Source material:
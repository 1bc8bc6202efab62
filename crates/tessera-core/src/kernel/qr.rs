//! Householder QR, explicit `Q`, and rank-revealing least squares.
//!
//! Reflectors follow the LAPACK convention `H = I - tau * v * vᵗ` with
//! `v[0] = 1` implicit; the rest of `v` is stored below the diagonal.

use super::matrix_len;

// ----------------------------------------------------------------------
// Reflector helpers
// ----------------------------------------------------------------------

/// Build the reflector that zeroes `A[row+1.., col]`, leaving `beta` in
/// `A[row, col]` and `v` below it. Returns `tau`.
fn householder(a: &mut [f64], lda: usize, row: usize, col: usize, m: usize) -> f64 {
    let base = col * lda;
    let alpha = a[base + row];
    let xnorm = a[base + row + 1..base + m]
        .iter()
        .fold(0.0_f64, |acc, &x| acc.hypot(x));
    if xnorm == 0.0 {
        return 0.0;
    }
    let beta = if alpha >= 0.0 {
        -alpha.hypot(xnorm)
    } else {
        alpha.hypot(xnorm)
    };
    let tau = (beta - alpha) / beta;
    let scale = 1.0 / (alpha - beta);
    for x in &mut a[base + row + 1..base + m] {
        *x *= scale;
    }
    a[base + row] = beta;
    tau
}

/// `x = (I - tau * v * vᵗ) x` where `x[0]` pairs with the implicit unit
/// entry and `x[1..]` with `tail`.
fn reflect(tail: &[f64], tau: f64, x: &mut [f64]) {
    if tau == 0.0 {
        return;
    }
    let w = x[0] + tail.iter().zip(&x[1..]).map(|(v, xi)| v * xi).sum::<f64>();
    let tw = tau * w;
    x[0] -= tw;
    for (xi, v) in x[1..].iter_mut().zip(tail) {
        *xi -= tw * v;
    }
}

/// Apply the reflector stored in column `col` (rows `row..m`) to column
/// `j > col` of the same matrix.
fn reflect_column(a: &mut [f64], lda: usize, row: usize, col: usize, tau: f64, j: usize, m: usize) {
    let (left, right) = a.split_at_mut(j * lda);
    let tail = &left[col * lda + row + 1..col * lda + m];
    reflect(tail, tau, &mut right[row..m]);
}

// ----------------------------------------------------------------------
// Routines
// ----------------------------------------------------------------------

pub(super) fn geqrf(m: usize, n: usize, a: &mut [f64], lda: usize, tau: &mut [f64]) -> i32 {
    require!(lda >= m.max(1), 4);
    require!(a.len() >= matrix_len(m, n, lda), 3);
    require!(tau.len() >= m.min(n), 5);

    for k in 0..m.min(n) {
        tau[k] = householder(a, lda, k, k, m);
        for j in (k + 1)..n {
            reflect_column(a, lda, k, k, tau[k], j, m);
        }
    }
    0
}

/// Backward accumulation of `Q = H(0) H(1) ... H(k-1)`, first `n` columns.
pub(super) fn orgqr(m: usize, n: usize, k: usize, a: &mut [f64], lda: usize, tau: &[f64]) -> i32 {
    require!(n <= m, 2);
    require!(k <= n, 3);
    require!(lda >= m.max(1), 5);
    require!(a.len() >= matrix_len(m, n, lda), 4);
    require!(tau.len() >= k, 6);

    for j in k..n {
        let col = &mut a[j * lda..j * lda + m];
        col.fill(0.0);
        col[j] = 1.0;
    }

    for i in (0..k).rev() {
        for j in (i + 1)..n {
            reflect_column(a, lda, i, i, tau[i], j, m);
        }
        let col = &mut a[i * lda..i * lda + m];
        for x in &mut col[i + 1..] {
            *x *= -tau[i];
        }
        col[i] = 1.0 - tau[i];
        col[..i].fill(0.0);
    }
    0
}

/// QR with column pivoting: the remaining column of largest norm is moved
/// to the front at every step. `jpvt[j]` (1-based) is the original index of
/// column `j`.
fn geqp3(m: usize, n: usize, a: &mut [f64], lda: usize, jpvt: &mut [i32], tau: &mut [f64]) {
    for (j, p) in jpvt[..n].iter_mut().enumerate() {
        *p = (j + 1) as i32;
    }
    for p in 0..m.min(n) {
        let norm = |a: &[f64], j: usize| {
            a[j * lda + p..j * lda + m]
                .iter()
                .fold(0.0_f64, |acc, &x| acc.hypot(x))
        };
        let mut best = p;
        let mut best_norm = norm(a, p);
        for j in (p + 1)..n {
            let nj = norm(a, j);
            if nj > best_norm {
                best = j;
                best_norm = nj;
            }
        }
        if best != p {
            for i in 0..m {
                a.swap(i + p * lda, i + best * lda);
            }
            jpvt.swap(p, best);
        }
        tau[p] = householder(a, lda, p, p, m);
        for j in (p + 1)..n {
            reflect_column(a, lda, p, p, tau[p], j, m);
        }
    }
}

/// The numerical rank is the number of leading diagonal entries of the
/// pivoted `R` with `|R[i, i]| > rcond * |R[0, 0]|`.
#[allow(clippy::too_many_arguments)]
pub(super) fn gelsy(
    m: usize,
    n: usize,
    nrhs: usize,
    a: &mut [f64],
    lda: usize,
    b: &mut [f64],
    ldb: usize,
    jpvt: &mut [i32],
    rcond: f64,
    rank: &mut usize,
) -> i32 {
    let rows = m.max(n);
    require!(lda >= m.max(1), 5);
    require!(a.len() >= matrix_len(m, n, lda), 4);
    require!(ldb >= rows.max(1), 7);
    require!(b.len() >= matrix_len(rows, nrhs, ldb), 6);
    require!(jpvt.len() >= n, 8);
    require!(rcond >= 0.0, 9);

    *rank = 0;
    let k = m.min(n);
    if k == 0 || nrhs == 0 {
        return 0;
    }

    let mut tau = vec![0.0; k];
    geqp3(m, n, a, lda, jpvt, &mut tau);

    let r00 = a[0].abs();
    if r00 == 0.0 {
        for r in 0..nrhs {
            b[r * ldb..r * ldb + n].fill(0.0);
        }
        return 0;
    }
    let r = (0..k)
        .take_while(|&p| a[p + p * lda].abs() > rcond * r00)
        .count();
    *rank = r;

    // c = Qᵗ b
    for col in 0..nrhs {
        let bcol = &mut b[col * ldb..col * ldb + m];
        for p in 0..k {
            reflect(&a[p * lda + p + 1..p * lda + m], tau[p], &mut bcol[p..]);
        }
    }

    // y solves [R11 R12] y = c[..r] with minimum norm. When r < n the
    // trapezoid is factored as (Q2 R2)ᵗ so that y = Q2 R2⁻ᵗ c.
    let mut y = vec![0.0; n];
    let mut trap = vec![0.0; n * r];
    for i in 0..r {
        for j in i..n {
            trap[j + i * n] = a[i + j * lda];
        }
    }
    let mut tau2 = vec![0.0; r];
    if r < n {
        geqrf(n, r, &mut trap, n, &mut tau2);
    }
    for col in 0..nrhs {
        let c = &b[col * ldb..col * ldb + r];
        y.fill(0.0);
        if r == n {
            // R11 y = c, back substitution
            for i in (0..n).rev() {
                let dot: f64 = ((i + 1)..n).map(|j| a[i + j * lda] * y[j]).sum();
                y[i] = (c[i] - dot) / a[i + i * lda];
            }
        } else {
            // R2ᵗ w = c, forward substitution; R2 is upper in `trap`
            for i in 0..r {
                let dot: f64 = (0..i).map(|j| trap[j + i * n] * y[j]).sum();
                y[i] = (c[i] - dot) / trap[i + i * n];
            }
            for p in (0..r).rev() {
                reflect(&trap[p * n + p + 1..p * n + n], tau2[p], &mut y[p..]);
            }
        }
        let x = &mut b[col * ldb..col * ldb + n];
        for (i, &p) in jpvt[..n].iter().enumerate() {
            x[p as usize - 1] = y[i];
        }
    }
    0
}
//! Element-wise arithmetic operators and reductions for [`NdArray`].
//!
//! Implements `Add`, `Sub`, `Mul`, `Div` for:
//! - `&NdArray<T> op &NdArray<T>` (element-wise, broadcasting)
//! - `&NdArray<T> op T` (scalar applied to every element)
//! - `Neg` for `Float` arrays
//!
//! Operands are read through their layouts, so views of any stride work.
//! Results always live in a fresh row-major buffer.

use core::ops::{Add, Div, Mul, Neg, Sub};

use crate::dtype::{Float, Scalar};
use crate::error::{CoreError, Result};

use super::NdArray;

// ======================================================================
// Array op Array  (panics when shapes do not broadcast)
// ======================================================================

macro_rules! impl_array_binop {
    ($trait:ident, $method:ident, $checked:ident, $op:tt) => {
        impl<T: Scalar> $trait for &NdArray<T> {
            type Output = NdArray<T>;

            fn $method(self, rhs: &NdArray<T>) -> NdArray<T> {
                match self.$checked(rhs) {
                    Ok(out) => out,
                    Err(e) => panic!("element-wise {}: {e}", stringify!($method)),
                }
            }
        }

        impl<T: Scalar> $trait for NdArray<T> {
            type Output = NdArray<T>;

            fn $method(self, rhs: NdArray<T>) -> NdArray<T> {
                (&self).$method(&rhs)
            }
        }

        impl<T: Scalar> NdArray<T> {
            #[doc = concat!("Element-wise `", stringify!($op), "`, returning `Err` when shapes do not broadcast.")]
            pub fn $checked(&self, other: &NdArray<T>) -> Result<NdArray<T>> {
                self.zip_map(other, |a, b| a $op b)
            }
        }
    };
}

impl_array_binop!(Add, add, add_checked, +);
impl_array_binop!(Sub, sub, sub_checked, -);
impl_array_binop!(Mul, mul, mul_checked, *);
impl_array_binop!(Div, div, div_checked, /);

// ======================================================================
// Array op scalar
// ======================================================================

macro_rules! impl_scalar_binop {
    ($trait:ident, $method:ident, $op:tt) => {
        impl<T: Scalar> $trait<T> for &NdArray<T> {
            type Output = NdArray<T>;

            fn $method(self, rhs: T) -> NdArray<T> {
                self.map(|a| a $op rhs)
            }
        }

        impl<T: Scalar> $trait<T> for NdArray<T> {
            type Output = NdArray<T>;

            fn $method(self, rhs: T) -> NdArray<T> {
                self.map(|a| a $op rhs)
            }
        }
    };
}

impl_scalar_binop!(Add, add, +);
impl_scalar_binop!(Sub, sub, -);
impl_scalar_binop!(Mul, mul, *);
impl_scalar_binop!(Div, div, /);

impl<T: Float> Neg for &NdArray<T> {
    type Output = NdArray<T>;

    fn neg(self) -> NdArray<T> {
        self.map(|a| -a)
    }
}

impl<T: Float> Neg for NdArray<T> {
    type Output = NdArray<T>;

    fn neg(self) -> NdArray<T> {
        -&self
    }
}

// ======================================================================
// Reductions
// ======================================================================

impl<T: Scalar> NdArray<T> {
    /// Sum of all elements.
    pub fn sum(&self) -> T {
        self.iter().sum()
    }

    /// Product of all elements.
    pub fn product(&self) -> T {
        self.iter().fold(T::one(), |acc, x| acc * x)
    }

    /// Sum along `axis`, producing an array with that axis removed.
    pub fn sum_axis(&self, axis: usize) -> Result<NdArray<T>> {
        self.fold_vectors(axis, T::zero(), |acc, x| acc + x)
    }

    /// Running sum over the flattened elements, in the receiver's shape.
    pub fn cumsum(&self) -> NdArray<T> {
        let mut acc = T::zero();
        self.map(|x| {
            acc += x;
            acc
        })
    }

    /// Running sum along each vector of `axis`.
    pub fn cumsum_axis(&self, axis: usize) -> Result<NdArray<T>> {
        let out = self.copy();
        for v in out.vector_iter(axis)? {
            let mut acc = T::zero();
            v.apply(|x| {
                acc += x;
                acc
            });
        }
        Ok(out)
    }

    /// Sum of the main diagonal of a (possibly rectangular) matrix.
    pub fn trace(&self) -> Result<T> {
        if self.ndim() != 2 {
            return Err(CoreError::InvalidArgument {
                reason: "trace requires a 2-D array",
            });
        }
        let k = self.rows().min(self.columns());
        Ok(self.submatrix(0, 0, k, k)?.diagonal()?.sum())
    }

    /// Outer product: `out[i, j] = self[i] * other[j]` over the flattened
    /// elements of both operands.
    ///
    /// ```
    /// # use tessera_core::array::NdArray;
    /// let a = NdArray::from_vec(vec![1, 2], vec![2]).unwrap();
    /// let b = NdArray::from_vec(vec![3, 4, 5], vec![3]).unwrap();
    /// assert_eq!(a.outer(&b).to_vec(), vec![3, 4, 5, 6, 8, 10]);
    /// ```
    pub fn outer(&self, other: &NdArray<T>) -> NdArray<T> {
        let rhs = other.to_vec();
        let data = self
            .iter()
            .flat_map(|a| rhs.iter().map(move |&b| a * b))
            .collect();
        NdArray::from_contiguous(data, vec![self.size(), rhs.len()])
    }

    /// Inner product of two 1-D arrays of equal length.
    pub fn dot(&self, other: &NdArray<T>) -> Result<T> {
        if self.ndim() != 1 || self.shape() != other.shape() {
            return Err(CoreError::ShapeMismatch {
                expected: self.shape().to_vec(),
                got: other.shape().to_vec(),
            });
        }
        Ok(self.iter().zip(other.iter()).map(|(a, b)| a * b).sum())
    }
}

impl<T: Scalar + PartialOrd> NdArray<T> {
    /// Minimum element. Returns `None` for empty arrays.
    pub fn min_element(&self) -> Option<T> {
        self.iter().reduce(|a, b| if b < a { b } else { a })
    }

    /// Maximum element. Returns `None` for empty arrays.
    pub fn max_element(&self) -> Option<T> {
        self.iter().reduce(|a, b| if b > a { b } else { a })
    }
}

impl<T: Float> NdArray<T> {
    /// Arithmetic mean. Returns `None` for empty arrays.
    pub fn mean(&self) -> Option<T> {
        if self.is_empty() {
            return None;
        }
        Some(self.sum() / T::from_usize(self.size()))
    }

    /// Mean along `axis`, producing an array with that axis removed.
    pub fn mean_axis(&self, axis: usize) -> Result<NdArray<T>> {
        let n = T::from_usize(self.shape().get(axis).copied().unwrap_or(0));
        self.reduce_vectors(axis, |v| v.sum() / n)
    }

    /// Sample variance (`n - 1` denominator) with Welford's update.
    /// `None` for fewer than two elements.
    pub fn var(&self) -> Option<T> {
        if self.size() < 2 {
            return None;
        }
        let (mut mean, mut m2) = (T::zero(), T::zero());
        for (i, x) in self.iter().enumerate() {
            let delta = x - mean;
            mean += delta / T::from_usize(i + 1);
            m2 += delta * (x - mean);
        }
        Some(m2 / T::from_usize(self.size() - 1))
    }

    /// Sample standard deviation; `None` for fewer than two elements.
    pub fn std(&self) -> Option<T> {
        self.var().map(Float::sqrt)
    }

    /// Sample variance along `axis`; NaN where a vector has fewer than two
    /// elements.
    pub fn var_axis(&self, axis: usize) -> Result<NdArray<T>> {
        self.reduce_vectors(axis, |v| v.var().unwrap_or_else(|| T::from_f64(f64::NAN)))
    }

    /// Sample standard deviation along `axis`.
    pub fn std_axis(&self, axis: usize) -> Result<NdArray<T>> {
        Ok(self.var_axis(axis)?.map(Float::sqrt))
    }

    /// Largest absolute difference between two equally shaped arrays.
    pub fn max_abs_diff(&self, other: &NdArray<T>) -> Result<T> {
        let diff = self.zip_map(other, |a, b| (a - b).abs())?;
        Ok(diff.iter().fold(T::zero(), Float::max))
    }
}

#[cfg(test)]
#[allow(clippy::float_cmp)]
mod tests {
    use super::*;
    use num_complex::Complex64;

    #[test]
    fn test_add_arrays() {
        let a = NdArray::from_vec(vec![1.0, 2.0, 3.0], vec![3]).unwrap();
        let b = NdArray::from_vec(vec![4.0, 5.0, 6.0], vec![3]).unwrap();
        assert_eq!((&a + &b).to_vec(), vec![5.0, 7.0, 9.0]);
        assert_eq!((a - b).to_vec(), vec![-3.0, -3.0, -3.0]);
    }

    #[test]
    #[should_panic(expected = "element-wise mul")]
    fn test_mul_shape_mismatch_panics() {
        let a = NdArray::<i32>::zeros(vec![3]);
        let b = NdArray::<i32>::zeros(vec![2]);
        let _ = &a * &b;
    }

    #[test]
    fn test_checked_ops() {
        let a = NdArray::from_vec(vec![6, 8], vec![2]).unwrap();
        let b = NdArray::from_vec(vec![3, 2], vec![2]).unwrap();
        assert_eq!(a.div_checked(&b).unwrap().to_vec(), vec![2, 4]);
        assert!(a.add_checked(&NdArray::zeros(vec![3])).is_err());
    }

    #[test]
    fn test_ops_on_views() {
        let a = NdArray::from_vec(vec![1, 2, 3, 4], vec![2, 2]).unwrap();
        let sum = &a + &a.transpose();
        assert_eq!(sum.to_vec(), vec![2, 5, 5, 8]);
    }

    #[test]
    fn test_scalar_ops_and_neg() {
        let a = NdArray::from_vec(vec![1.0, -2.0], vec![2]).unwrap();
        assert_eq!((&a * 3.0).to_vec(), vec![3.0, -6.0]);
        assert_eq!((-&a).to_vec(), vec![-1.0, 2.0]);
    }

    #[test]
    fn test_complex_arithmetic() {
        let a = NdArray::from_vec(vec![Complex64::new(0.0, 1.0)], vec![1]).unwrap();
        let sq = &a * &a;
        assert_eq!(sq.get(&[0]).unwrap(), Complex64::new(-1.0, 0.0));
    }

    #[test]
    fn test_reductions() {
        let a = NdArray::from_vec(vec![3, 1, 4, 1, 5, 9], vec![2, 3]).unwrap();
        assert_eq!(a.sum(), 23);
        assert_eq!(a.product(), 540);
        assert_eq!(a.min_element(), Some(1));
        assert_eq!(a.max_element(), Some(9));
        assert_eq!(a.sum_axis(0).unwrap().to_vec(), vec![4, 6, 13]);
        assert_eq!(a.sum_axis(1).unwrap().to_vec(), vec![8, 15]);
        assert!(NdArray::<i32>::zeros(vec![0]).min_element().is_none());
    }

    #[test]
    fn test_mean() {
        let a = NdArray::from_vec(vec![1.0, 2.0, 3.0, 4.0], vec![2, 2]).unwrap();
        assert_eq!(a.mean(), Some(2.5));
        assert_eq!(a.mean_axis(0).unwrap().to_vec(), vec![2.0, 3.0]);
    }

    #[test]
    fn test_cumsum() {
        let a = NdArray::from_rows(&[[1, 2, 3], [4, 5, 6]]).unwrap();
        assert_eq!(a.cumsum().to_vec(), vec![1, 3, 6, 10, 15, 21]);
        assert_eq!(a.cumsum_axis(0).unwrap().to_vec(), vec![1, 2, 3, 5, 7, 9]);
        assert_eq!(a.cumsum_axis(1).unwrap().to_vec(), vec![1, 3, 6, 4, 9, 15]);
        assert_eq!(a.transpose().cumsum().to_vec(), vec![1, 5, 7, 12, 15, 21]);
        assert_eq!(a.to_vec(), vec![1, 2, 3, 4, 5, 6]);
    }

    #[test]
    fn test_trace_and_outer() {
        let a = NdArray::from_rows(&[[1, 2, 3], [4, 5, 6]]).unwrap();
        assert_eq!(a.trace().unwrap(), 6);
        assert!(NdArray::<i32>::zeros(vec![3]).trace().is_err());

        let x = NdArray::from_vec(vec![0.0, 1.0, 2.0, 3.0], vec![4]).unwrap();
        let o = x.outer(&x.reshape(&[2, 2]).unwrap());
        assert_eq!(o.shape(), &[4, 4]);
        assert_eq!(o.row(3).unwrap().to_vec(), vec![0.0, 3.0, 6.0, 9.0]);
    }

    #[test]
    fn test_var_and_std() {
        let x = NdArray::from_vec(vec![2.0, 4.0, 4.0, 4.0, 5.0, 5.0, 7.0, 9.0], vec![8]).unwrap();
        assert!((x.var().unwrap() - 32.0 / 7.0).abs() < 1e-12);
        assert!((x.std().unwrap() - (32.0_f64 / 7.0).sqrt()).abs() < 1e-12);
        assert!(NdArray::from_vec(vec![1.0], vec![1]).unwrap().var().is_none());

        let m = NdArray::from_rows(&[[1.0, 3.0], [5.0, 11.0]]).unwrap();
        assert_eq!(m.var_axis(0).unwrap().to_vec(), vec![8.0, 32.0]);
        assert_eq!(m.std_axis(1).unwrap().to_vec(), vec![2.0_f64.sqrt(), 18.0_f64.sqrt()]);
        let single = NdArray::from_rows(&[[1.0, 2.0]]).unwrap();
        assert!(single.var_axis(0).unwrap().iter().all(f64::is_nan));
    }

    #[test]
    fn test_dot() {
        let a = NdArray::from_vec(vec![1, 2, 3], vec![3]).unwrap();
        assert_eq!(a.dot(&a).unwrap(), 14);
        assert!(a.dot(&NdArray::zeros(vec![2])).is_err());
    }
}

Exercise prompt: Set down precisely the lines above between the line holding "fn householder(a: &mut" and the line holding "let beta = if", inclusive, and nothing beyond them.

Result of this exercise:
fn householder(a: &mut [f64], lda: usize, row: usize, col: usize, m: usize) -> f64 {
    let base = col * lda;
    let alpha = a[base + row];
    let xnorm = a[base + row + 1..base + m]
        .iter()
        .fold(0.0_f64, |acc, &x| acc.hypot(x));
    if xnorm == 0.0 {
        return 0.0;
    }
    let beta = if alpha >= 0.0 {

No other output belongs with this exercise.